What needs to be done → Every line below that mentions the word "Focused" should be copied out.

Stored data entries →
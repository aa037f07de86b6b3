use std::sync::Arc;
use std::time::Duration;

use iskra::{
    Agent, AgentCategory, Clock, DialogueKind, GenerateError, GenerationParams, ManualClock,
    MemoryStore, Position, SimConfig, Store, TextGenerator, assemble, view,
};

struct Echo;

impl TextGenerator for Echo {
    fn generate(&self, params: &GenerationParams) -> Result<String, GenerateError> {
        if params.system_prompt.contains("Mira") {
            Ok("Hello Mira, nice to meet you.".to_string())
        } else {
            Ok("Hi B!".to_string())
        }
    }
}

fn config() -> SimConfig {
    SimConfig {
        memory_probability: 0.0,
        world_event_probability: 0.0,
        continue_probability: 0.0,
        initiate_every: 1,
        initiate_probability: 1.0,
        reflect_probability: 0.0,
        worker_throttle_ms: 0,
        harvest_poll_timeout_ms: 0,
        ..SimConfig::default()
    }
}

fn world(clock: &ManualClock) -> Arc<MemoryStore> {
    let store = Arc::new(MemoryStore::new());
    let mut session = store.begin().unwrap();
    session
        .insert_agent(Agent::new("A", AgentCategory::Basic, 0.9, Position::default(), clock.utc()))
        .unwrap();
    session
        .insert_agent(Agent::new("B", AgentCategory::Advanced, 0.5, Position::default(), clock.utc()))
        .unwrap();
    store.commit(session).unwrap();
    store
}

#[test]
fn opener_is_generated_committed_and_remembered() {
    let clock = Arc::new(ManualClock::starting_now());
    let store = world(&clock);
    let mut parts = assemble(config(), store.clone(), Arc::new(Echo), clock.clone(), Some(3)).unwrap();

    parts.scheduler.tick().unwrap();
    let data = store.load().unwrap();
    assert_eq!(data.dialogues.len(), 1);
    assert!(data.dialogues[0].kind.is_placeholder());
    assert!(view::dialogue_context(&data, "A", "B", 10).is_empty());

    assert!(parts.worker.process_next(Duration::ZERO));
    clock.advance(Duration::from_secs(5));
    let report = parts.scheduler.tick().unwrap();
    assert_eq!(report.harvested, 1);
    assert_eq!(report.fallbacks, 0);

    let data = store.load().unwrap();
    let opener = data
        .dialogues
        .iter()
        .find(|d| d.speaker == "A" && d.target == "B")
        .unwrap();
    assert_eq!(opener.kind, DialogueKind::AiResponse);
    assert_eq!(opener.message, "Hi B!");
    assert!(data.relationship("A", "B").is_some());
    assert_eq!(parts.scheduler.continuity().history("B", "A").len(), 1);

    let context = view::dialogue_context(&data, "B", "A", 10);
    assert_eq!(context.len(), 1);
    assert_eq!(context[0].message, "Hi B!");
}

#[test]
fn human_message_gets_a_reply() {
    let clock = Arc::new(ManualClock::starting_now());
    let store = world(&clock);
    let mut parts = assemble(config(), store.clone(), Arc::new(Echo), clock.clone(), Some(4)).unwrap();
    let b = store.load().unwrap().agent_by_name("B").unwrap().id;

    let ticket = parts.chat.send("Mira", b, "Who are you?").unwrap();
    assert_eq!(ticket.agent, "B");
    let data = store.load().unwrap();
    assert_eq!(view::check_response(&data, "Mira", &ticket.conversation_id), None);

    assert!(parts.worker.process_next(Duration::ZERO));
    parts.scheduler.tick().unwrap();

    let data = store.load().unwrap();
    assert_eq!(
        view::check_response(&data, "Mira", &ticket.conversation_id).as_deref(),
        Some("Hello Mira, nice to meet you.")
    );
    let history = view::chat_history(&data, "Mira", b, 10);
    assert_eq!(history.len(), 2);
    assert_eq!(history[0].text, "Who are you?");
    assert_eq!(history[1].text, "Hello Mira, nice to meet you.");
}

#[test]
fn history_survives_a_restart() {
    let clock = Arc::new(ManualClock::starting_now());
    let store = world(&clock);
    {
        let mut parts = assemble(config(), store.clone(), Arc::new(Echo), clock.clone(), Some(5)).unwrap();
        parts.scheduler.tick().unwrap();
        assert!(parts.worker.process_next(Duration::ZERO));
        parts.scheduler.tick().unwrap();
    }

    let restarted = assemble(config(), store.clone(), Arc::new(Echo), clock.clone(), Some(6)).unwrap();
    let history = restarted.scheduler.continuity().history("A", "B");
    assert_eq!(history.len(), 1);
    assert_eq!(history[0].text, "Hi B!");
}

--

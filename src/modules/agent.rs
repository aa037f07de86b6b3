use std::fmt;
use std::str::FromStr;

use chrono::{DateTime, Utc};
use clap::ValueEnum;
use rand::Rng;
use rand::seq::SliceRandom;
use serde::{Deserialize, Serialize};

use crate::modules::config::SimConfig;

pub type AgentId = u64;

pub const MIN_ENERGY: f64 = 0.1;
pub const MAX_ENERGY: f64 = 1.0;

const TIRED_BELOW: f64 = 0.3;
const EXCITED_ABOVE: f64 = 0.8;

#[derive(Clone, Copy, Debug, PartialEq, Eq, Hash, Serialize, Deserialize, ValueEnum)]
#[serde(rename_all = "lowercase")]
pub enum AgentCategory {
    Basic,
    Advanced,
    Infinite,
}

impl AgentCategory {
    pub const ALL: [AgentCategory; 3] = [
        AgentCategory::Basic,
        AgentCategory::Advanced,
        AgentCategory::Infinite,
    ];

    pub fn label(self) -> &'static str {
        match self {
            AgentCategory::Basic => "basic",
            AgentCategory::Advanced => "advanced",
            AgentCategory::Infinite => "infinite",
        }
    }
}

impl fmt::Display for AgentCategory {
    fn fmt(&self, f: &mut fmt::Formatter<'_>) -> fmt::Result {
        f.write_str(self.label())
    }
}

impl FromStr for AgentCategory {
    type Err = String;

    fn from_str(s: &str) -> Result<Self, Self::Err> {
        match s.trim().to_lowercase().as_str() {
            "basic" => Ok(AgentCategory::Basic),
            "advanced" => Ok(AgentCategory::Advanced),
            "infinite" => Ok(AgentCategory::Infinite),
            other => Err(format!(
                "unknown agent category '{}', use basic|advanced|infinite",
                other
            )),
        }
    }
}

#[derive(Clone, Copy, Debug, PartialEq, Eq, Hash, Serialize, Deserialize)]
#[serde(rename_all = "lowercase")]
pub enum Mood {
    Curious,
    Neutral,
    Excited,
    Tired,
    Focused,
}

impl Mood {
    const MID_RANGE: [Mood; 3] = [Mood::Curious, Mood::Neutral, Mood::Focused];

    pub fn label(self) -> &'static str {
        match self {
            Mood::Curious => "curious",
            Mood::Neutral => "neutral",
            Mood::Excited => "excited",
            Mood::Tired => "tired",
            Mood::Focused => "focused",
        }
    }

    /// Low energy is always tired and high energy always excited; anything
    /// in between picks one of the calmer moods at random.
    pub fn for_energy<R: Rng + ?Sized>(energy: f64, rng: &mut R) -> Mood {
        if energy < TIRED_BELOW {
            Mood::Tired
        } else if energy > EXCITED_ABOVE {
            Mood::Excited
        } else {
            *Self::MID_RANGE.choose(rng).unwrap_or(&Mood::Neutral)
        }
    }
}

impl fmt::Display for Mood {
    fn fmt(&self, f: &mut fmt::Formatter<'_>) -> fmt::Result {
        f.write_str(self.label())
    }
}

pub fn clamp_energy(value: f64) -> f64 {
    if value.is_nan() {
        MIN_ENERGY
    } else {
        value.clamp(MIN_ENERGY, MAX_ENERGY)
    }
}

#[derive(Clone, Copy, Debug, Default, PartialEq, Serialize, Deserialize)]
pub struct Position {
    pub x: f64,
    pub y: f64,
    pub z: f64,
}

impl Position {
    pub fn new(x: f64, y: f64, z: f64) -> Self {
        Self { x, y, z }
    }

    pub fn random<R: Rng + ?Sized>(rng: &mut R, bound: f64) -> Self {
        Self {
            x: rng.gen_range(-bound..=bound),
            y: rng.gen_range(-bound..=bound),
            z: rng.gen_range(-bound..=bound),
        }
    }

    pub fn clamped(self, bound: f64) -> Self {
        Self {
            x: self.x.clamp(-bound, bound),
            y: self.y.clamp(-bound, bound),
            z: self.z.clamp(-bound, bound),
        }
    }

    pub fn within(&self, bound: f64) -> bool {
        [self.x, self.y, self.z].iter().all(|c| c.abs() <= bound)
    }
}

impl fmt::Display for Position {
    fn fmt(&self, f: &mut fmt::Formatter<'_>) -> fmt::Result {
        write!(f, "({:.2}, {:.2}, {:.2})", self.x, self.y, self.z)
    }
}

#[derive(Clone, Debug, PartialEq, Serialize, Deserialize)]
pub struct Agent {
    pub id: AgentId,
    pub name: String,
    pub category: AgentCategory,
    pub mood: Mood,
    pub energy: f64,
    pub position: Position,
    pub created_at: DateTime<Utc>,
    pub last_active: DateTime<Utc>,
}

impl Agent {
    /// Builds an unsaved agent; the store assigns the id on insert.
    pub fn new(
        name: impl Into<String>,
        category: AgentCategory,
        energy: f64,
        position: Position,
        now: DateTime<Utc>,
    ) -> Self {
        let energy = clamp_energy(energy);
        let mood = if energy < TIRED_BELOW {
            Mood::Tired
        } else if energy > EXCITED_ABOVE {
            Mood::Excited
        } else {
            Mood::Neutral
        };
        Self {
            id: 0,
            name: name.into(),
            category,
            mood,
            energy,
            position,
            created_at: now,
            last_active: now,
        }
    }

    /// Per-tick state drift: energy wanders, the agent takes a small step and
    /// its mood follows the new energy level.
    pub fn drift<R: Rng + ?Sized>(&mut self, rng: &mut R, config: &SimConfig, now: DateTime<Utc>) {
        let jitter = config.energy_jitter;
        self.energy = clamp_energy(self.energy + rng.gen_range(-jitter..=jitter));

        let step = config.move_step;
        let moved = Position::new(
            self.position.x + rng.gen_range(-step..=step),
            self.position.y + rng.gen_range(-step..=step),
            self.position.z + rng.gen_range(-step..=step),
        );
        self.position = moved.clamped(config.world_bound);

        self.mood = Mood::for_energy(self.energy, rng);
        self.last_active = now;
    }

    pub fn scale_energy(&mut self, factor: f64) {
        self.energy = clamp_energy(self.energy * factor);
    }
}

Task answer →
    Focused,
    const MID_RANGE: [Mood; 3] = [Mood::Curious, Mood::Neutral, Mood::Focused];
            Mood::Focused => "focused",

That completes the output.